Va peraltro precisato che l'acquisto di beni immobili, o di beni mobili registrati, effettuato dopo il matrimonio, è escluso dalla comunione quando tale esclusione risulti dall'atto di acquisto se di esso si a stato parte anche l'altro coniuge.
Le attività aziendali e la comunione legale.
Quanto alle attività aziendali, occorre distinguere i seguenti tre casi:
1) sono soggette al regime di comunione legale le aziende gestite da entrambi i coniugi e costituite dopo il matrimonio;
2) qualora però si tratti di aziende appartenenti ad uno dei coniugi anteriormente al matrimonio ma gestite da entrambi, la comunione concerne solo gli utili e gli incrementi;
3) invece, i beni destinati all'esercizio dell'impresa di uno dei coniugi costituita dopo il matrimonio e gli incrementi dell'impresa costituita anche precedentemente si considerano oggetto della comunione solo se sussistono al momento dello scioglimento di questa
Il reddito personale di ciascun coniuge.
La comunione legale non si estende al reddito conseguito da ciascuno dei coniugi per l’attività lavorativa svolta durante il matrimonio: il legislatore non ha infatti voluto che le regole della comunione (e in particolare la regola della necessità di una decisione comune per le operazioni di straordinaria amministrazione) si estendessero a ciò che è frutto del lavoro separato di ciascun coniuge.

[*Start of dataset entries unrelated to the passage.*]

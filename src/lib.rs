//! feedmail: a one-shot batch engine that fetches syndication feeds,
//! decides which entries are new or changed, and emails each distinct
//! entry state exactly once.
//!
//! The binary in `main.rs` is a thin clap dispatcher; everything with
//! behavior worth testing lives here so the integration tests can drive
//! it directly.

pub mod commands;
pub mod config;
pub mod delivery;
pub mod feed;
pub mod hook;
pub mod message;
pub mod store;
pub mod util;
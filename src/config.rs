//! Configuration: a `[defaults]` table plus an ordered list of
//! `[[feed]]` tables, each of which may override any default.
//!
//! The file is TOML. Feed order in the file is feed order everywhere
//! else: the store mirrors it and the run command processes feeds in
//! it. Unlike the optional preferences file of a desktop reader, this
//! file is the subscription database, so most commands require it to
//! exist; only `add` will create it.

use serde::{Deserialize, Serialize};
use std::path::{Path, PathBuf};
use std::time::Duration;
use thiserror::Error;

use crate::util::write_atomic;

// ============================================================================
// Error Types
// ============================================================================

#[derive(Debug, Error)]
pub enum ConfigError {
    #[error("failed to read config file: {0}")]
    Io(#[from] std::io::Error),

    #[error("invalid TOML in config file: {0}")]
    Parse(#[from] toml::de::Error),

    #[error("failed to serialize config: {0}")]
    Serialize(#[from] toml::ser::Error),

    #[error("no config file at {0} (run `feedmail add` to create one)")]
    Missing(PathBuf),

    #[error("invalid feed name '{0}' (allowed: letters, digits, '.', '_', '-')")]
    InvalidFeedName(String),

    #[error("duplicate feed name '{0}'")]
    DuplicateFeedName(String),

    #[error("no feed named '{0}'")]
    UnknownFeed(String),

    #[error("feed '{feed}': invalid delivery configuration: {message}")]
    InvalidDelivery { feed: String, message: String },
}

// ============================================================================
// Defaults and per-feed overrides
// ============================================================================

/// Options every feed inherits unless its `[[feed]]` table overrides
/// them. All fields use `#[serde(default)]` so any subset of keys can
/// be specified.
#[derive(Debug, Clone, Serialize, Deserialize)]
#[serde(default)]
pub struct Defaults {
    /// Destination mailbox. Required before a feed can run.
    pub to: Option<String>,
    /// Sender address used when the entry has none (or always, with
    /// `force_from`).
    pub from: String,
    /// Ignore entry author addresses and always send from `from`.
    pub force_from: bool,
    /// Use the entry's native id as the dedup key when present.
    pub trust_guid: bool,
    /// Use the entry's link as the dedup key when present (wins over
    /// `trust_guid`).
    pub trust_link: bool,
    /// Re-send entries whose content hash changed, threaded as replies.
    pub reply_changes: bool,
    /// Bundle each run's new entries into one digest message.
    pub digest: bool,
    /// Date messages from the entry's published date instead of now.
    pub date_header: bool,
    /// Extra `Name: value` header lines appended to every message.
    pub bonus_header: Option<String>,
    /// Hard wall-clock limit for one feed fetch, in seconds.
    pub feed_timeout: u64,
    /// Pause between consecutive fetches that hit the same host, in
    /// seconds. 0 disables throttling.
    pub same_server_fetch_interval: f64,
    /// HTTP proxy URL for fetching.
    pub proxy: Option<String>,
    /// Delivery backend: "maildir", "sendmail", "smtp", or "imap".
    pub protocol: String,
    pub maildir_path: Option<PathBuf>,
    pub sendmail_path: PathBuf,
    pub smtp_host: Option<String>,
    pub smtp_port: u16,
    pub smtp_username: Option<String>,
    pub smtp_password: Option<String>,
    pub imap_host: Option<String>,
    pub imap_port: u16,
    pub imap_username: Option<String>,
    pub imap_password: Option<String>,
    /// Mailbox messages are appended to with the "imap" protocol.
    pub imap_mailbox: String,
    /// Name of a registered post-process hook applied per entry.
    pub post_process: Option<String>,
    /// Name of a registered hook applied to a whole digest.
    pub digest_post_process: Option<String>,
}

impl Default for Defaults {
    fn default() -> Self {
        Self {
            to: None,
            from: "user@feedmail.invalid".to_string(),
            force_from: false,
            trust_guid: true,
            trust_link: false,
            reply_changes: false,
            digest: false,
            date_header: false,
            bonus_header: None,
            feed_timeout: 60,
            same_server_fetch_interval: 0.0,
            proxy: None,
            protocol: "sendmail".to_string(),
            maildir_path: None,
            sendmail_path: PathBuf::from("/usr/sbin/sendmail"),
            smtp_host: None,
            smtp_port: 587,
            smtp_username: None,
            smtp_password: None,
            imap_host: None,
            imap_port: 993,
            imap_username: None,
            imap_password: None,
            imap_mailbox: "INBOX".to_string(),
            post_process: None,
            digest_post_process: None,
        }
    }
}

/// One subscription. Every optional field falls back to [`Defaults`].
#[derive(Debug, Clone, Serialize, Deserialize)]
pub struct FeedConfig {
    pub name: String,
    pub url: String,
    /// Paused feeds stay configured but are skipped by `run`.
    #[serde(default = "default_true")]
    pub active: bool,
    #[serde(default, skip_serializing_if = "Option::is_none")]
    pub to: Option<String>,
    #[serde(default, skip_serializing_if = "Option::is_none")]
    pub from: Option<String>,
    #[serde(default, skip_serializing_if = "Option::is_none")]
    pub force_from: Option<bool>,
    #[serde(default, skip_serializing_if = "Option::is_none")]
    pub trust_guid: Option<bool>,
    #[serde(default, skip_serializing_if = "Option::is_none")]
    pub trust_link: Option<bool>,
    #[serde(default, skip_serializing_if = "Option::is_none")]
    pub reply_changes: Option<bool>,
    #[serde(default, skip_serializing_if = "Option::is_none")]
    pub digest: Option<bool>,
    #[serde(default, skip_serializing_if = "Option::is_none")]
    pub date_header: Option<bool>,
    #[serde(default, skip_serializing_if = "Option::is_none")]
    pub bonus_header: Option<String>,
    #[serde(default, skip_serializing_if = "Option::is_none")]
    pub feed_timeout: Option<u64>,
    #[serde(default, skip_serializing_if = "Option::is_none")]
    pub same_server_fetch_interval: Option<f64>,
    #[serde(default, skip_serializing_if = "Option::is_none")]
    pub proxy: Option<String>,
    #[serde(default, skip_serializing_if = "Option::is_none")]
    pub protocol: Option<String>,
    #[serde(default, skip_serializing_if = "Option::is_none")]
    pub maildir_path: Option<PathBuf>,
    #[serde(default, skip_serializing_if = "Option::is_none")]
    pub sendmail_path: Option<PathBuf>,
    #[serde(default, skip_serializing_if = "Option::is_none")]
    pub smtp_host: Option<String>,
    #[serde(default, skip_serializing_if = "Option::is_none")]
    pub smtp_port: Option<u16>,
    #[serde(default, skip_serializing_if = "Option::is_none")]
    pub smtp_username: Option<String>,
    #[serde(default, skip_serializing_if = "Option::is_none")]
    pub smtp_password: Option<String>,
    #[serde(default, skip_serializing_if = "Option::is_none")]
    pub imap_host: Option<String>,
    #[serde(default, skip_serializing_if = "Option::is_none")]
    pub imap_port: Option<u16>,
    #[serde(default, skip_serializing_if = "Option::is_none")]
    pub imap_username: Option<String>,
    #[serde(default, skip_serializing_if = "Option::is_none")]
    pub imap_password: Option<String>,
    #[serde(default, skip_serializing_if = "Option::is_none")]
    pub imap_mailbox: Option<String>,
    #[serde(default, skip_serializing_if = "Option::is_none")]
    pub post_process: Option<String>,
    #[serde(default, skip_serializing_if = "Option::is_none")]
    pub digest_post_process: Option<String>,
}

fn default_true() -> bool {
    true
}

impl FeedConfig {
    pub fn new(name: impl Into<String>, url: impl Into<String>) -> Self {
        Self {
            name: name.into(),
            url: url.into(),
            active: true,
            to: None,
            from: None,
            force_from: None,
            trust_guid: None,
            trust_link: None,
            reply_changes: None,
            digest: None,
            date_header: None,
            bonus_header: None,
            feed_timeout: None,
            same_server_fetch_interval: None,
            proxy: None,
            protocol: None,
            maildir_path: None,
            sendmail_path: None,
            smtp_host: None,
            smtp_port: None,
            smtp_username: None,
            smtp_password: None,
            imap_host: None,
            imap_port: None,
            imap_username: None,
            imap_password: None,
            imap_mailbox: None,
            post_process: None,
            digest_post_process: None,
        }
    }
}
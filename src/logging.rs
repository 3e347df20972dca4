use tracing::Level;
use tracing_subscriber::EnvFilter;

/// 바이너리용 tracing 구독자를 설치한다. `RUST_LOG`가 있으면 그 설정을 따른다.
///
/// `verbose`이면 연도별 할인 현금흐름(debug)까지 출력한다.
pub fn init_logging(verbose: bool) {
    let default_level = if verbose { Level::DEBUG } else { Level::INFO };
    let env_filter = EnvFilter::builder()
        .with_default_directive(default_level.into())
        .from_env_lossy();

    // 이미 설치된 구독자가 있으면(테스트 등) 그대로 둔다.
    let _ = tracing_subscriber::fmt()
        .with_env_filter(env_filter)
        .with_target(false)
        .with_writer(std::io::stderr)
        .try_init();
}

Peraltro, questa considerazione va “temperata” con due altri rilievi:
1) se il reddito di ciascun coniuge viene impiegato in “acquisti”, allora scatta la regola generale in base alla quale tutto ciò che è acquistato durante il matrimonio (dai coniugi insieme o da ciascun coniuge separatamente l’uno dall’altro) viene per ciò stesso assoggettato al regime di comunione legale (indipendentemente dalla provenienza del denaro impiegato);
2) se il reddito non viene impiegato in “acquisti” (notando che per “acquisto” si intende anche quello di strumenti finanziari: come fondi comuni, azioni, obbligazioni, eccetera) ma viene tenuto “a disposizione”, ad esempio messo in giacenza in un conto corrente, la legge vuole che il denaro che residua nel momento in cui la comunione si scioglie divenga in quel momento comune ad entramvi i coniugi (è la cosiddetta “comunione di residuo”).